//! API Routes
//!
//! HTTP endpoint definitions. Each handler turns one request into a single
//! Ledger Repository or Token Service call and maps the outcome to a status.

use axum::{
    extract::{Extension, State},
    http::StatusCode,
    middleware,
    routing::{get, post},
    Router,
};
use rust_decimal::Decimal;
use serde::{Deserialize, Serialize};

use crate::auth::{digest, AuthenticatedLogin};
use crate::domain::{Amount, Balance};
use crate::error::{AppError, AppResult};
use crate::ledger::LedgerError;

use super::extract::JsonBody;
use super::middleware::auth_middleware;
use super::AppState;

// =========================================================================
// Request types
// =========================================================================

#[derive(Debug, Serialize, Deserialize)]
pub struct SignUpRequest {
    pub login: String,
    pub password: String,
}

#[derive(Debug, Serialize, Deserialize)]
pub struct SignInRequest {
    pub login: String,
    pub password: String,
}

#[derive(Debug, Serialize, Deserialize)]
pub struct SendMoneyRequest {
    /// Recipient login
    pub to: String,
    /// JSON number or string, parsed without going through `f64`
    #[serde(with = "rust_decimal::serde::arbitrary_precision")]
    pub amount: Decimal,
}

// =========================================================================
// API Router
// =========================================================================

/// Create the API router. `/money` sits behind the authorization gate.
///
/// A known path with an unsupported method answers 404, like an unknown path.
pub fn create_router(state: AppState) -> Router<AppState> {
    let protected = Router::new()
        .route(
            "/money",
            get(show_balance).post(send_money).fallback(unmatched_method),
        )
        .route_layer(middleware::from_fn_with_state(state, auth_middleware));

    Router::new()
        .route("/signup", post(sign_up).fallback(unmatched_method))
        .route("/signin", post(sign_in).fallback(unmatched_method))
        .merge(protected)
}

async fn unmatched_method() -> StatusCode {
    StatusCode::NOT_FOUND
}

// =========================================================================
// POST /signup
// =========================================================================

/// Register a new account with a zero balance
async fn sign_up(
    State(state): State<AppState>,
    JsonBody(request): JsonBody<SignUpRequest>,
) -> AppResult<StatusCode> {
    let account_id = state
        .ledger
        .create_account(&request.login, &digest::digest(&request.password))
        .await?;

    tracing::info!(account_id, login = %request.login, "Account registered");

    Ok(StatusCode::OK)
}

// =========================================================================
// POST /signin
// =========================================================================

/// Check credentials and issue a bearer token
async fn sign_in(
    State(state): State<AppState>,
    JsonBody(request): JsonBody<SignInRequest>,
) -> AppResult<String> {
    let stored = match state.ledger.find_digest_by_login(&request.login).await {
        Ok(stored) => stored,
        Err(LedgerError::NotFound(_)) => return Err(AppError::InvalidCredentials),
        Err(e) => return Err(e.into()),
    };

    if !digest::matches(&request.password, &stored) {
        tracing::debug!(login = %request.login, "Sign-in refused: wrong password");
        return Err(AppError::InvalidCredentials);
    }

    let token = state.tokens.issue(&request.login)?;

    tracing::info!(login = %request.login, "User signed in");

    Ok(token)
}

// =========================================================================
// GET /money
// =========================================================================

/// Balance of the authenticated account, as a decimal string
async fn show_balance(
    State(state): State<AppState>,
    Extension(login): Extension<AuthenticatedLogin>,
) -> AppResult<String> {
    let balance = state.ledger.find_balance_by_login(login.as_str()).await?;
    let balance = Balance::new(balance)
        .map_err(|e| AppError::Internal(format!("stored balance is invalid: {}", e)))?;

    tracing::info!(login = %login.as_str(), balance = %balance, "Balance requested");

    Ok(balance.to_string())
}

// =========================================================================
// POST /money
// =========================================================================

/// Transfer funds from the authenticated account to `to`
async fn send_money(
    State(state): State<AppState>,
    Extension(login): Extension<AuthenticatedLogin>,
    JsonBody(request): JsonBody<SendMoneyRequest>,
) -> AppResult<StatusCode> {
    let amount = Amount::new(request.amount)?;

    state
        .ledger
        .transfer(login.as_str(), &request.to, amount)
        .await?;

    tracing::info!(
        sender = %login.as_str(),
        recipient = %request.to,
        amount = %amount,
        "Transfer completed"
    );

    Ok(StatusCode::OK)
}

#[cfg(test)]
mod tests {
    use super::*;
    use rust_decimal_macros::dec;

    #[test]
    fn test_send_money_request_accepts_number_or_string_amount() {
        let request: SendMoneyRequest =
            serde_json::from_str(r#"{"to": "bob", "amount": 100.50}"#).unwrap();
        assert_eq!(request.to, "bob");
        assert_eq!(request.amount, dec!(100.50));

        let request: SendMoneyRequest =
            serde_json::from_str(r#"{"to": "bob", "amount": "0.01"}"#).unwrap();
        assert_eq!(request.amount, dec!(0.01));
    }

    #[test]
    fn test_send_money_request_keeps_every_digit_of_a_number() {
        let request: SendMoneyRequest =
            serde_json::from_str(r#"{"to": "bob", "amount": 99999999999.99999999}"#).unwrap();
        assert_eq!(request.amount, dec!(99999999999.99999999));

        let request: SendMoneyRequest =
            serde_json::from_str(r#"{"to": "bob", "amount": 1234567890123.12345678}"#).unwrap();
        assert_eq!(request.amount, dec!(1234567890123.12345678));

        // Rejected later by Amount, not rounded away here
        let request: SendMoneyRequest =
            serde_json::from_str(r#"{"to": "bob", "amount": 0.123456789}"#).unwrap();
        assert_eq!(request.amount, dec!(0.123456789));
    }

    #[test]
    fn test_send_money_request_requires_recipient() {
        let result = serde_json::from_str::<SendMoneyRequest>(r#"{"amount": 10}"#);
        assert!(result.is_err());
    }

    #[test]
    fn test_sign_up_request_deserialize() {
        let request: SignUpRequest =
            serde_json::from_str(r#"{"login": "alice", "password": "pw"}"#).unwrap();
        assert_eq!(request.login, "alice");
        assert_eq!(request.password, "pw");
    }
}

**Assignment**
Filter the data, keeping only the lines that contain "struct".

**Output below**
pub struct SignUpRequest {
pub struct SignInRequest {
pub struct SendMoneyRequest {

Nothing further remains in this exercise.